Congresswomen Tlaib and Omar have taken it upon themselves to question Israel’s right to exist and to promote its destruction through BDS. To put it bluntly: it is apparently bad form to advocate anti-American positions in Congress (other than to question the legitimacy of President Trump), but a Congressperson can express views that seek the destruction of American allies and still come off as a patriotic.
In BDS World, where there is no room for facts, supporters strive to create an appealing political façade for the benefit of left-wing progressive circles. Israel scored no points for denying entry to the Congresswomen, or even for showing a humanitarian gesture toward one of them. This was a lose-lose scenario that dealt in relative outcomes. Had Tlaib and Omar made the trip, Israel could have taken control of the story. Instead, Israel allowed it to be told by the BDS movement and its leaders.

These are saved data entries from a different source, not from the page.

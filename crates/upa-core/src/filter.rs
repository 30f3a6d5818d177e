use chrono::{DateTime, Local, NaiveDate, NaiveDateTime, TimeZone};
use regex::Regex;
use std::path::{Path, PathBuf};
use tracing::debug;

use crate::error::Error;
use crate::service::MediaFileService;

/// Which files a task operates on.
#[derive(Debug, Clone)]
pub struct FilterSpec {
    pub sources: Vec<PathBuf>,
    pub recursive: bool,
    /// Matched against file names.
    pub pattern: Regex,
    /// Exclusive lower bound on creation time.
    pub after: Option<DateTime<Local>>,
    /// Exclusive upper bound on creation time.
    pub before: Option<DateTime<Local>>,
}

impl FilterSpec {
    pub fn new(sources: Vec<PathBuf>) -> Self {
        Self {
            sources,
            recursive: false,
            pattern: match_all(),
            after: None,
            before: None,
        }
    }
}

fn match_all() -> Regex {
    Regex::new(".*").expect("match-all pattern")
}

/// Validate a user supplied file name pattern.
pub fn compile_pattern(pattern: &str) -> Result<Regex, Error> {
    Regex::new(pattern).map_err(|source| Error::InvalidPattern {
        pattern: pattern.to_string(),
        source,
    })
}

/// Parse a `--after` / `--before` value with a chrono format string.
///
/// Formats without a time component resolve to local midnight. Returns
/// `None` when the value does not match the format.
pub fn parse_datetime_bound(value: &str, format: &str) -> Option<DateTime<Local>> {
    let naive = NaiveDateTime::parse_from_str(value, format)
        .ok()
        .or_else(|| {
            NaiveDate::parse_from_str(value, format)
                .ok()
                .and_then(|date| date.and_hms_opt(0, 0, 0))
        })?;
    Local.from_local_datetime(&naive).earliest()
}

/// Build the ordered candidate list for `spec`.
///
/// Sources are listed in order and concatenated. Files whose extension is not
/// supported are dropped, then the creation-time bounds are applied. A missing
/// source directory aborts the whole call, as does a creation time that
/// cannot be read.
pub fn build_candidate_list<S>(service: &S, spec: &FilterSpec) -> Result<Vec<PathBuf>, Error>
where
    S: MediaFileService + ?Sized,
{
    let mut files = Vec::new();
    for source in &spec.sources {
        files.extend(list_source(service, source, spec)?);
    }

    if let Some(after) = spec.after {
        files = retain_by_creation(service, files, |created| after < created)?;
    }
    if let Some(before) = spec.before {
        files = retain_by_creation(service, files, |created| created < before)?;
    }

    debug!("{} filtered files found", files.len());
    Ok(files)
}

fn list_source<S>(service: &S, source: &Path, spec: &FilterSpec) -> Result<Vec<PathBuf>, Error>
where
    S: MediaFileService + ?Sized,
{
    if !service.is_dir(source) {
        return Err(Error::SourceDirectoryNotFound(source.to_path_buf()));
    }
    debug!("Listing directory \"{}\"", source.display());

    let supported = service.supported_extensions();
    let files: Vec<PathBuf> = service
        .list_files(source, spec.recursive, &spec.pattern)?
        .into_iter()
        .filter(|file| {
            service.is_file(file)
                && service
                    .extension_of(file)
                    .map(|ext| supported.iter().any(|s| *s == ext))
                    .unwrap_or(false)
        })
        .collect();

    debug!("{} supported files found", files.len());
    Ok(files)
}

fn retain_by_creation<S, F>(service: &S, files: Vec<PathBuf>, keep: F) -> Result<Vec<PathBuf>, Error>
where
    S: MediaFileService + ?Sized,
    F: Fn(DateTime<Local>) -> bool,
{
    let mut kept = Vec::with_capacity(files.len());
    for file in files {
        if keep(service.creation_time(&file)?) {
            kept.push(file);
        }
    }
    Ok(kept)
}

US-Israel relations have been through worse, and they will survive this too. But the incident is worth contextualizing within the US-Israel political framework. Tlaib and Omar displayed remarkable audacity in openly lying about their trip, both in advance and then again after it was canceled. They falsely claimed they were planning to meet Israeli officials when their itinerary included only ‘Palestine’, Palestinians, and supporters of Palestinians.

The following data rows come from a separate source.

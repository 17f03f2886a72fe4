use crate::survey::{Runway, Survey};

pub static NO_DATA_PLACEHOLDER: &str = "<p><em>No survey data found in this PR.</em></p>";
pub static UNPARSED_PLACEHOLDER: &str =
    "<p><em>Survey files found but could not be parsed.</em></p>";

static HTML_HEAD: &str = "<!DOCTYPE html>
<html>
<head>
    <meta charset=\"utf-8\">
    <link rel=\"stylesheet\" href=\"https://unpkg.com/leaflet@1.9.4/dist/leaflet.css\" />
    <script src=\"https://unpkg.com/leaflet@1.9.4/dist/leaflet.js\"></script>
    <style>
        #map { height: 600px; width: 100%; border: 2px solid #333; border-radius: 8px; }
    </style>
</head>
<body>
    <div id=\"map\"></div>
    <script>
";

static TILE_LAYERS: &str = "
        // Satellite imagery base layer (Esri World Imagery)
        L.tileLayer('https://server.arcgisonline.com/ArcGIS/rest/services/World_Imagery/MapServer/tile/{z}/{y}/{x}', {
            attribution: 'Tiles &copy; Esri &mdash; Source: Esri, i-cubed, USDA, USGS, AEX, GeoEye, Getmapping, Aerogrid, IGN, IGP, UPR-EGP, and the GIS User Community',
            maxZoom: 19
        }).addTo(map);

        // Labels overlay for context
        L.tileLayer('https://{s}.basemaps.cartocdn.com/light_only_labels/{z}/{x}/{y}.png', {
            attribution: '&copy; <a href=\"https://www.openstreetmap.org/copyright\">OpenStreetMap</a> contributors &copy; <a href=\"https://carto.com/attributions\">CARTO</a>',
            pane: 'shadowPane',
            maxZoom: 19
        }).addTo(map);
";

static HTML_FOOT: &str = "
        if (bounds.isValid()) {
            map.fitBounds(bounds, { padding: [50, 50] });
        }
    </script>
</body>
</html>
";

pub fn render_map(surveys: &[Survey]) -> String {
    let (center_lat, center_lon) = map_center(surveys);

    let mut html = String::new();
    html += HTML_HEAD;
    html += &format!(
        "        var map = L.map('map').setView([{lat}, {lon}], 15);\n",
        lat = center_lat,
        lon = center_lon
    );
    html += TILE_LAYERS;

    for survey in surveys {
        for runway in &survey.runways {
            render_runway(&mut html, &survey.airport_icao, runway);
        }
    }

    html += "\n        // Fit map to show all markers\n";
    html += "        var bounds = L.latLngBounds([]);\n";
    for runway in surveys.iter().flat_map(|survey| &survey.runways) {
        for corner in &runway.corners {
            html += &format!("        bounds.extend([{}, {}]);\n", corner.lat, corner.lon);
        }
    }
    html += HTML_FOOT;

    html
}

/// Camera center: arithmetic mean of every threshold coordinate. Corner
/// and touchdown points do not participate.
fn map_center(surveys: &[Survey]) -> (f64, f64) {
    let mut all_lats = Vec::new();
    let mut all_lons = Vec::new();
    for runway in surveys.iter().flat_map(|survey| &survey.runways) {
        all_lats.push(runway.threshold1.lat);
        all_lats.push(runway.threshold2.lat);
        all_lons.push(runway.threshold1.lon);
        all_lons.push(runway.threshold2.lon);
    }

    if all_lats.is_empty() {
        return (0.0, 0.0);
    }

    let count = all_lats.len() as f64;
    (
        all_lats.iter().sum::<f64>() / count,
        all_lons.iter().sum::<f64>() / count,
    )
}

fn render_runway(html: &mut String, icao: &str, runway: &Runway) {
    for (i, corner) in runway.corners.iter().enumerate() {
        *html += &format!(
            "
        L.circleMarker([{lat}, {lon}], {{
            radius: 6,
            fillColor: '#ff0000',
            color: '#ffffff',
            weight: 2,
            opacity: 1,
            fillOpacity: 0.8
        }}).addTo(map)
        .bindPopup('<b>Corner {num}</b><br>Lat: {lat:.8}<br>Lon: {lon:.8}');
",
            num = i + 1,
            lat = corner.lat,
            lon = corner.lon
        );
    }

    let thr1 = runway.threshold1;
    let thr2 = runway.threshold2;
    *html += &format!(
        "
        L.polyline([
            [{lat1}, {lon1}],
            [{lat2}, {lon2}]
        ], {{
            color: '#00ff00',
            weight: 3,
            opacity: 0.8
        }}).addTo(map)
        .bindPopup('<b>{icao} Runway {designator}</b><br>Heading: {heading:.1}°<br>Length: {length:.0} ft<br>Width: {width:.0} ft');
",
        lat1 = thr1.lat,
        lon1 = thr1.lon,
        lat2 = thr2.lat,
        lon2 = thr2.lon,
        icao = icao,
        designator = runway.designator,
        heading = runway.heading,
        length = runway.length,
        width = runway.width
    );

    *html += &format!(
        "
        L.circleMarker([{lat1}, {lon1}], {{
            radius: 8,
            fillColor: '#0066ff',
            color: '#ffffff',
            weight: 2,
            opacity: 1,
            fillOpacity: 0.9
        }}).addTo(map)
        .bindPopup('<b>Threshold 1</b><br>RWY {designator}');

        L.circleMarker([{lat2}, {lon2}], {{
            radius: 8,
            fillColor: '#0066ff',
            color: '#ffffff',
            weight: 2,
            opacity: 1,
            fillOpacity: 0.9
        }}).addTo(map)
        .bindPopup('<b>Threshold 2</b><br>RWY {designator}');
",
        lat1 = thr1.lat,
        lon1 = thr1.lon,
        lat2 = thr2.lat,
        lon2 = thr2.lon,
        designator = runway.designator
    );

    // Touchdown points are optional survey extras; (0, 0) means absent.
    let touchdowns = [(1, runway.touchdown1), (2, runway.touchdown2)];
    for &(num, point) in &touchdowns {
        if point.is_zero() {
            continue;
        }
        *html += &format!(
            "
        L.circleMarker([{lat}, {lon}], {{
            radius: 6,
            fillColor: '#ffcc00',
            color: '#ffffff',
            weight: 2,
            opacity: 1,
            fillOpacity: 0.8
        }}).addTo(map)
        .bindPopup('<b>Touchdown {num}</b><br>RWY {designator}');
",
            num = num,
            lat = point.lat,
            lon = point.lon,
            designator = runway.designator
        );
    }
}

Tlaib’s actions proved that her visit was never meant to be an impartial trip to the scene of the conflict. Nor was it about seeing her grandmother. The point was to showcase the so-called “occupation.” Such manipulations, compounded by the soft power enjoyed by pro-Palestinian groups, magnify a fictitious reality. They allow those groups to hijack the narrative of peace, justice, and human rights while yearning for Israel’s destruction.
US-Israel relations do not exist in vacuum, and US opinion is neither monolithic nor frozen in time. It has undergone significant shifts since 1948, with some groups becoming more favorable toward Israel and others less so. Nevertheless, as polls illustrate, support for Israel has become an American value, even if some elected officials feel otherwise. Sustaining this requires work and perseverance.
It is a serious challenge to get past the self-delusion and zero-sum exclusion of the BDS worldview, which polarizes American politics regarding Israel, and convey the actual reality of the Middle East. The normalization of antisemitism in American politics and culture – together with our growing collective dependency on technology and the general tone of politics – reduces complex issues to sound bites and drives polarization and ignorance.
Asaf Romirowsky is executive director of Scholars for Peace in the Middle East (SPME), a senior non-resident fellow at the BESA Center, and a Fellow at the Middle East Forum.